Além de Eduardo, o PL elegeu outros deputados federais com votações expressivas em 2022, mas a maioria não deverá concorrer ou deixou a legenda. São nomes como Carla Zambelli (946.244 votos, presa na Itália), Ricardo Salles (640.918 votos, migrou para o Novo), Guilherme Derrite (239.772 votos, foi para o PP), Marco Feliciano (220.595 voos, já demonstrou vontade de concorrer ao Senado) e Rosana Valle (216.437 votos).
— A gente está vendo no Brasil inteiro esse movimento de mulheres que estão se organizando, tomando a frente e a presidente nacional do PL Mulher, Michelle Bolsonaro, hoje, sem dúvida, é o grande nome dessa força feminina dentro do PL e na política — afirmou Rosana Valle.
A deputada, porém, reconhece que entre o teste e a consolidação do nome há um caminho a ser percorrido:
— Eu sei que é um processo difícil, não vai ser decidido agora, vai ser decidido lá na frente, no tempo certo, com responsabilidade pela família Bolsonaro e também pela direção do PL.

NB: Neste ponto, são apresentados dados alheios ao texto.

//! Recursive-descent grammar: `Pattern := Segment* ('|' Description)?`.

use argmux_diagnostic::ParseError;
use argmux_ir::{Span, TokenKind};
use argmux_route::{CompiledRoute, LiteralMatcher, OptionMatcher, ParameterMatcher, PositionalMatcher};
use rustc_hash::FxHashSet;

use crate::cursor::Cursor;

pub(crate) fn parse_pattern(cur: &mut Cursor<'_>) -> Result<CompiledRoute, ParseError> {
    let mut positional = Vec::new();
    let mut options = Vec::new();
    let mut option_forms: FxHashSet<String> = FxHashSet::default();
    let mut catch_all_seen: Option<(String, Span)> = None;
    let mut description = None;

    loop {
        if let TokenKind::Invalid(lexeme) = cur.peek_kind() {
            return Err(ParseError::InvalidToken {
                span: cur.span(),
                lexeme: lexeme.clone(),
            });
        }

        match cur.peek_kind().clone() {
            TokenKind::EndOfInput => break,

            TokenKind::Pipe => {
                cur.advance();
                description = Some(consume_rest_as_description(cur));
                break;
            }

            TokenKind::Identifier(text) => {
                if let Some((name, span)) = &catch_all_seen {
                    return Err(ParseError::CatchAllNotLast {
                        span: *span,
                        name: name.clone(),
                    });
                }
                cur.advance();
                positional.push(PositionalMatcher::Literal(LiteralMatcher::new(text)));
            }

            TokenKind::LeftBrace => {
                if let Some((name, span)) = &catch_all_seen {
                    return Err(ParseError::CatchAllNotLast {
                        span: *span,
                        name: name.clone(),
                    });
                }
                let (param, name_span) = parse_parameter(cur)?;
                if param.catch_all {
                    catch_all_seen = Some((param.name.clone(), name_span));
                }
                positional.push(PositionalMatcher::Parameter(param));
            }

            TokenKind::DoubleDash(_) | TokenKind::SingleDash(_) => {
                let opt = parse_option(cur, &mut option_forms)?;
                options.push(opt);
            }

            TokenKind::EndOfOptions => {
                if let Some((name, span)) = &catch_all_seen {
                    return Err(ParseError::CatchAllNotLast {
                        span: *span,
                        name: name.clone(),
                    });
                }
                let span = cur.span();
                if positional
                    .iter()
                    .any(|m| matches!(m, PositionalMatcher::EndOfOptions))
                {
                    return Err(ParseError::DuplicateEndOfOptions { span });
                }
                cur.advance();
                positional.push(PositionalMatcher::EndOfOptions);
            }

            other => {
                return Err(ParseError::UnexpectedToken {
                    span: cur.span(),
                    expected: "a literal, parameter, option, or end of pattern".to_string(),
                    found: other.to_string(),
                });
            }
        }
    }

    Ok(CompiledRoute::new(positional, options, description))
}

fn parse_parameter(cur: &mut Cursor<'_>) -> Result<(ParameterMatcher, Span), ParseError> {
    let open_span = cur.span();
    cur.advance(); // '{'

    let catch_all = matches!(cur.peek_kind(), TokenKind::Asterisk);
    if catch_all {
        cur.advance();
    }

    let name_span = cur.span();
    let name = expect_identifier(cur)?;

    let mut optional = false;
    if !catch_all && matches!(cur.peek_kind(), TokenKind::Question) {
        cur.advance();
        optional = true;
    }

    let mut constraint = None;
    if matches!(cur.peek_kind(), TokenKind::Colon) {
        cur.advance();
        constraint = Some(expect_identifier(cur)?);
        if !catch_all && matches!(cur.peek_kind(), TokenKind::Question) {
            cur.advance();
            optional = true;
        }
    }

    let mut description = None;
    if matches!(cur.peek_kind(), TokenKind::Pipe) {
        cur.advance();
        description = Some(consume_until_right_brace(cur));
    }

    expect_right_brace(cur, open_span)?;

    let mut param = ParameterMatcher::new(name);
    param.optional = optional;
    param.catch_all = catch_all;
    param.constraint = constraint;
    param.description = description;
    Ok((param, name_span))
}

fn parse_option(
    cur: &mut Cursor<'_>,
    seen_forms: &mut FxHashSet<String>,
) -> Result<OptionMatcher, ParseError> {
    let (primary, primary_span) = expect_option_form(cur)?;
    reject_duplicate(seen_forms, &primary, primary_span)?;

    let mut alternate = None;
    if matches!(cur.peek_kind(), TokenKind::Comma) {
        cur.advance();
        let (alt, alt_span) = expect_option_form(cur)?;
        reject_duplicate(seen_forms, &alt, alt_span)?;
        alternate = Some(alt);
    }

    let mut is_optional = false;
    if matches!(cur.peek_kind(), TokenKind::Question) {
        cur.advance();
        is_optional = true;
    }

    let mut expects_value = false;
    let mut parameter_name = None;
    let mut parameter_is_optional = false;
    let mut value_constraint = None;
    if matches!(cur.peek_kind(), TokenKind::LeftBrace) {
        let open_span = cur.span();
        cur.advance();
        expects_value = true;
        parameter_name = Some(expect_identifier(cur)?);
        if matches!(cur.peek_kind(), TokenKind::Question) {
            cur.advance();
            parameter_is_optional = true;
        }
        if matches!(cur.peek_kind(), TokenKind::Colon) {
            cur.advance();
            value_constraint = Some(expect_identifier(cur)?);
        }
        expect_right_brace(cur, open_span)?;
    }

    let mut is_repeated = false;
    if matches!(cur.peek_kind(), TokenKind::Asterisk) {
        cur.advance();
        is_repeated = true;
    }

    let mut description = None;
    if matches!(cur.peek_kind(), TokenKind::Pipe) {
        cur.advance();
        description = Some(consume_until_structural(cur));
    }

    let mut opt = OptionMatcher::new(primary);
    opt.alternate = alternate;
    opt.expects_value = expects_value;
    opt.parameter_name = parameter_name;
    opt.parameter_is_optional = parameter_is_optional;
    opt.value_constraint = value_constraint;
    opt.is_optional = is_optional;
    opt.is_repeated = is_repeated;
    opt.description = description;
    Ok(opt)
}

fn reject_duplicate(
    seen: &mut FxHashSet<String>,
    form: &str,
    span: Span,
) -> Result<(), ParseError> {
    if seen.insert(form.to_string()) {
        Ok(())
    } else {
        Err(ParseError::DuplicateOption {
            span,
            name: form.to_string(),
        })
    }
}

fn expect_identifier(cur: &mut Cursor<'_>) -> Result<String, ParseError> {
    let span = cur.span();
    match cur.peek_kind().clone() {
        TokenKind::Identifier(s) => {
            cur.advance();
            Ok(s)
        }
        TokenKind::Invalid(lexeme) => Err(ParseError::InvalidToken { span, lexeme }),
        other => Err(ParseError::UnexpectedToken {
            span,
            expected: "an identifier".to_string(),
            found: other.to_string(),
        }),
    }
}

fn expect_option_form(cur: &mut Cursor<'_>) -> Result<(String, Span), ParseError> {
    let span = cur.span();
    match cur.peek_kind().clone() {
        TokenKind::DoubleDash(s) => {
            cur.advance();
            Ok((format!("--{s}"), span))
        }
        TokenKind::SingleDash(s) => {
            cur.advance();
            Ok((format!("-{s}"), span))
        }
        TokenKind::Invalid(lexeme) => Err(ParseError::InvalidToken { span, lexeme }),
        other => Err(ParseError::UnexpectedToken {
            span,
            expected: "an option (`--name` or `-x`)".to_string(),
            found: other.to_string(),
        }),
    }
}

fn expect_right_brace(cur: &mut Cursor<'_>, open_span: Span) -> Result<(), ParseError> {
    if matches!(cur.peek_kind(), TokenKind::RightBrace) {
        cur.advance();
        Ok(())
    } else {
        Err(ParseError::UnterminatedBrace { span: open_span })
    }
}

/// Render a token's literal text for reconstructing free-form description
/// strings. Deliberately distinct from `TokenKind`'s `Display`, which is
/// meant for "expected X, found Y" diagnostics, not for roundtripping text.
fn lexeme_text(kind: &TokenKind) -> String {
    match kind {
        TokenKind::Identifier(s) | TokenKind::Invalid(s) => s.clone(),
        TokenKind::LeftBrace => "{".to_string(),
        TokenKind::RightBrace => "}".to_string(),
        TokenKind::Colon => ":".to_string(),
        TokenKind::Question => "?".to_string(),
        TokenKind::Asterisk => "*".to_string(),
        TokenKind::Pipe => "|".to_string(),
        TokenKind::Comma => ",".to_string(),
        TokenKind::DoubleDash(s) => format!("--{s}"),
        TokenKind::SingleDash(s) => format!("-{s}"),
        TokenKind::EndOfOptions => "--".to_string(),
        TokenKind::EndOfInput => String::new(),
    }
}

/// A pattern-level trailing description runs to the end of the token
/// stream unconditionally — it is the last thing the grammar allows.
fn consume_rest_as_description(cur: &mut Cursor<'_>) -> String {
    let mut words = Vec::new();
    while !matches!(cur.peek_kind(), TokenKind::EndOfInput) {
        words.push(lexeme_text(cur.peek_kind()));
        cur.advance();
    }
    words.join(" ")
}

/// A parameter's inline description runs until the `}` that closes it.
fn consume_until_right_brace(cur: &mut Cursor<'_>) -> String {
    let mut words = Vec::new();
    while !matches!(cur.peek_kind(), TokenKind::RightBrace | TokenKind::EndOfInput) {
        words.push(lexeme_text(cur.peek_kind()));
        cur.advance();
    }
    words.join(" ")
}

/// An option's trailing description runs until the next segment-starting
/// token or the end of the pattern.
fn consume_until_structural(cur: &mut Cursor<'_>) -> String {
    let mut words = Vec::new();
    loop {
        match cur.peek_kind() {
            TokenKind::LeftBrace
            | TokenKind::DoubleDash(_)
            | TokenKind::SingleDash(_)
            | TokenKind::EndOfOptions
            | TokenKind::EndOfInput => break,
            other => {
                words.push(lexeme_text(other));
                cur.advance();
            }
        }
    }
    words.join(" ")
}
//! Source location spans within one pattern string.

use std::fmt;

/// A byte range within the pattern text being lexed or parsed.
///
/// Layout: 8 bytes total (`start: u32`, `end: u32`). Patterns are short
/// command-line strings, so `u32` offsets are never a practical limit.
#[derive(Copy, Clone, Eq, PartialEq, Hash, Default)]
pub struct Span {
    pub start: u32,
    pub end: u32,
}

impl Span {
    /// Dummy span for synthesized tokens that have no source text.
    pub const DUMMY: Span = Span { start: 0, end: 0 };

    /// Create a new span.
    #[inline]
    #[must_use]
    pub const fn new(start: u32, end: u32) -> Self {
        Span { start, end }
    }

    /// Create a zero-width span at a single offset (used for `EndOfInput`).
    #[inline]
    #[must_use]
    pub const fn point(at: u32) -> Self {
        Span { start: at, end: at }
    }

    /// Number of bytes covered by this span.
    #[inline]
    #[must_use]
    pub const fn len(&self) -> u32 {
        self.end - self.start
    }

    /// True if this span covers zero bytes.
    #[inline]
    #[must_use]
    pub const fn is_empty(&self) -> bool {
        self.start == self.end
    }

    /// Slice the original pattern text with this span.
    ///
    /// # Panics
    /// Panics if the span is out of bounds or falls on a non-UTF8
    /// boundary of `source`.
    #[must_use]
    pub fn slice<'a>(&self, source: &'a str) -> &'a str {
        &source[self.start as usize..self.end as usize]
    }
}

impl fmt::Debug for Span {
    fn fmt(&self, f: &mut fmt::Formatter<'_>) -> fmt::Result {
        write!(f, "{}..{}", self.start, self.end)
    }
}

impl From<std::ops::Range<usize>> for Span {
    fn from(range: std::ops::Range<usize>) -> Self {
        // Pattern strings come from registration-time literals; u32 overflow
        // here would mean a multi-gigabyte pattern, which is not a realistic
        // input, so we saturate rather than thread a fallible conversion
        // through every call site.
        Span {
            start: u32::try_from(range.start).unwrap_or(u32::MAX),
            end: u32::try_from(range.end).unwrap_or(u32::MAX),
        }
    }
}
//! Recursive-descent parser turning a pattern string into a `CompiledRoute`.
//!
//! Parsing happens once, at route registration time — it never runs on
//! `argv`. All positions in [`argmux_diagnostic::ParseError`] refer to the
//! pattern text, not to dispatch input.

mod cursor;
mod grammar;

use argmux_diagnostic::ParseError;
use argmux_route::CompiledRoute;

use cursor::Cursor;

/// Parse a pattern string into a [`CompiledRoute`].
///
/// # Errors
///
/// Returns [`ParseError::EmptyPattern`] if `pattern` is empty or
/// whitespace-only, and any other [`ParseError`] variant for a malformed
/// pattern.
pub fn parse(pattern: &str) -> Result<CompiledRoute, ParseError> {
    if pattern.trim().is_empty() {
        return Err(ParseError::EmptyPattern);
    }

    let tokens = argmux_lexer::lex(pattern);
    let mut cursor = Cursor::new(&tokens);
    grammar::parse_pattern(&mut cursor)
}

Além de Valle e Feliciano, o PL considera a possibilidade de o vice-prefeito de São Paulo, Mello Araújo, concorrer ao Senado. Mello disse recentemente que não foi chamado para conversas por Valdemar e que a escolha de seu nome dependeria de Bolsonaro. Outra possibilidade levada em conta por Valdemar é o deputado estadual Tomé Abduch. Procurado, ele não retornou.
Salles: Senado ou governo
Para além dos muros do PL, o campo da direita tem na briga o deputado federal Ricardo Salles (Novo), que também tenta se viabilizar ao Senado. Salles, porém, não descarta se lançar em uma corrida pelo governo paulista.

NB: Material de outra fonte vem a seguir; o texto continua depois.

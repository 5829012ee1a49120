//! The specificity ordering key: more constrained patterns sort before
//! less constrained ones, with a lexicographic and then insertion-order
//! tiebreak.

use std::cmp::Reverse;

use argmux_route::CompiledRoute;

/// Sortable key: smaller compares as "more specific", so endpoints sort in
/// ascending key order to rank highest-specificity first.
pub(crate) type SpecificityKey = (Reverse<usize>, Reverse<usize>, usize, bool, Reverse<usize>, String);

/// `Vec::sort_by` is a stable sort, so two endpoints with an equal key
/// retain the relative order they already had — which, because `insert`
/// always appends before resorting, is insertion order. That gives the
/// final tiebreaker for free, without threading an explicit sequence
/// number through this type.
pub(crate) fn key(route_pattern: &str, route: &CompiledRoute) -> SpecificityKey {
    (
        Reverse(route.literal_count()),
        Reverse(route.required_option_count()),
        route.optional_parameter_count(),
        route.has_catch_all,
        Reverse(route.positional_len()),
        route_pattern.trim().to_string(),
    )
}
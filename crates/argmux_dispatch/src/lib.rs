//! Endpoint model, specificity ordering, and the `argv` resolver.
//!
//! This crate owns everything between a compiled route and a successful
//! match: it does not parse pattern text (that's `argmux_parser`) and it
//! does not convert captured strings to typed values (that's
//! `argmux_bind`). Given an already-compiled [`CompiledRoute`] and an
//! opaque handler identity, it orders endpoints by specificity and walks
//! `argv` against them.
//!
//! [`CompiledRoute`]: argmux_route::CompiledRoute

mod collection;
mod endpoint;
mod resolver;
mod specificity;

pub use collection::EndpointCollection;
pub use endpoint::{Endpoint, HandlerIdentity};
pub use resolver::{resolve, ResolverResult};
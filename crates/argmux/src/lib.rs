//! Route-based command-line dispatch: a pattern DSL compiler, a
//! specificity-ordered resolver, and a reflection-free parameter binder.
//!
//! ```
//! use argmux::{Router, ResolverResult};
//!
//! let mut router: Router<&str> = Router::new();
//! router.register("greet {name} --loud?", "greet").unwrap();
//!
//! let argv: Vec<String> = vec!["greet".into(), "world".into(), "--loud".into()];
//! match router.resolve(&argv) {
//!     ResolverResult::Success { endpoint, bindings } => {
//!         let binder = router.binder(endpoint, &bindings);
//!         let name: String = binder.required("name").unwrap();
//!         let loud = binder.flag("loud");
//!         assert_eq!(name, "world");
//!         assert!(loud);
//!     }
//!     ResolverResult::Failure { error } => panic!("{error}"),
//! }
//! ```
//!
//! The crate is a thin facade over six lower-level crates, each scoped to
//! one stage of the pipeline: [`argmux_lexer`] tokenizes a pattern string,
//! [`argmux_parser`] compiles it to a [`CompiledRoute`], [`argmux_dispatch`]
//! ranks and matches routes against `argv`, [`argmux_convert`] turns a
//! captured string into a typed [`Value`], and [`argmux_bind`] extracts
//! those values for a handler. [`argmux_diagnostic`] supplies the error
//! types and caret-annotated rendering shared by all of them.

mod router;

pub use argmux_bind::Binder;
pub use argmux_convert::{EnumConstraint, FromCapture, TypeConverterRegistry, Value};
pub use argmux_diagnostic::{render_parse_error, BindError, ParseError, ResolveError};
pub use argmux_dispatch::{Endpoint, EndpointCollection, HandlerIdentity, ResolverResult};
pub use argmux_route::{Bindings, CompiledRoute};
pub use router::{Router, RouterConfig};

#[cfg(test)]
#[allow(clippy::unwrap_used, clippy::expect_used)]
mod tests {
    use super::*;
    use rayon::prelude::*;

    /// Concurrent reads against one shared, immutably-published `Router` —
    /// the deployment shape a long-lived host process actually uses.
    #[test]
    fn concurrent_resolves_against_one_shared_router_agree_with_sequential() {
        let mut router: Router<u32> = Router::new();
        router.register("deploy {app} --env {e}", 1).expect("valid pattern");
        router.register("deploy {app} --env {e} --dry-run", 2).expect("valid pattern");
        router.register("status", 3).expect("valid pattern");

        let cases: Vec<Vec<String>> = vec![
            vec!["deploy".into(), "api".into(), "--env".into(), "prod".into()],
            vec![
                "deploy".into(),
                "api".into(),
                "--env".into(),
                "prod".into(),
                "--dry-run".into(),
            ],
            vec!["status".into()],
            vec!["unknown".into()],
        ];

        let expected: Vec<Option<u32>> = cases.iter().map(|argv| resolved_handler(&router, argv)).collect();

        let actual: Vec<Option<u32>> = cases.par_iter().map(|argv| resolved_handler(&router, argv)).collect();

        assert_eq!(actual, expected);
    }

    fn resolved_handler(router: &Router<u32>, argv: &[String]) -> Option<u32> {
        match router.resolve(argv) {
            ResolverResult::Success { endpoint, .. } => match &endpoint.handler {
                HandlerIdentity::Inline(h) => Some(*h),
                HandlerIdentity::Typed(_) => None,
            },
            ResolverResult::Failure { .. } => None,
        }
    }
}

— Serei candidato ao Senado ou eventualmente ao governo, se o governador Tarcísio de Freitas (Republicanos) for candidato a presidente — afirma Salles, que tentou ser candidato a prefeito em 2024, mas enfrentou resistências em seu então partido, o PL, razão pela qual migrou para o Novo.

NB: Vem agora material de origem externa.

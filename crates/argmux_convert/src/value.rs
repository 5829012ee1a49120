//! The result of converting one captured string against a constraint.

use std::net::IpAddr;
use std::path::PathBuf;
use std::sync::Arc;
use std::time::Duration;

use chrono::{NaiveDate, NaiveDateTime, NaiveTime};
use url::Url;
use uuid::Uuid;

/// A converted parameter or option value.
///
/// `Custom` carries whatever a registered custom converter or enum
/// resolver produced, type-erased; [`crate::FromCapture`] implementors
/// downcast it back to their concrete type.
#[derive(Debug, Clone)]
pub enum Value {
    Str(String),
    StrArray(Vec<String>),
    Bool(bool),
    I8(i8),
    I16(i16),
    I32(i32),
    I64(i64),
    U8(u8),
    U16(u16),
    U32(u32),
    U64(u64),
    F32(f32),
    F64(f64),
    Char(char),
    Guid(Uuid),
    DateTime(NaiveDateTime),
    DateOnly(NaiveDate),
    TimeOnly(NaiveTime),
    TimeSpan(Duration),
    Uri(Url),
    IpAddr(IpAddr),
    Path(PathBuf),
    Custom(Arc<dyn std::any::Any + Send + Sync>),
}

Ontem, durante o evento que marcou sua saída da SSP, no batalhão das Rondas Ostensivas Tobias de Aguiar (Rota), Derrite disse querer voltar à Câmara para atuar em pautas da segurança e evitou falar da eventual corrida ao Senado:
— Eu queria ser vereador lá em Porto Feliz (SP), na cidade da minha esposa. Mas a eleição é só em 2028... Não (saí da SSP pensando na candidatura ao Senado).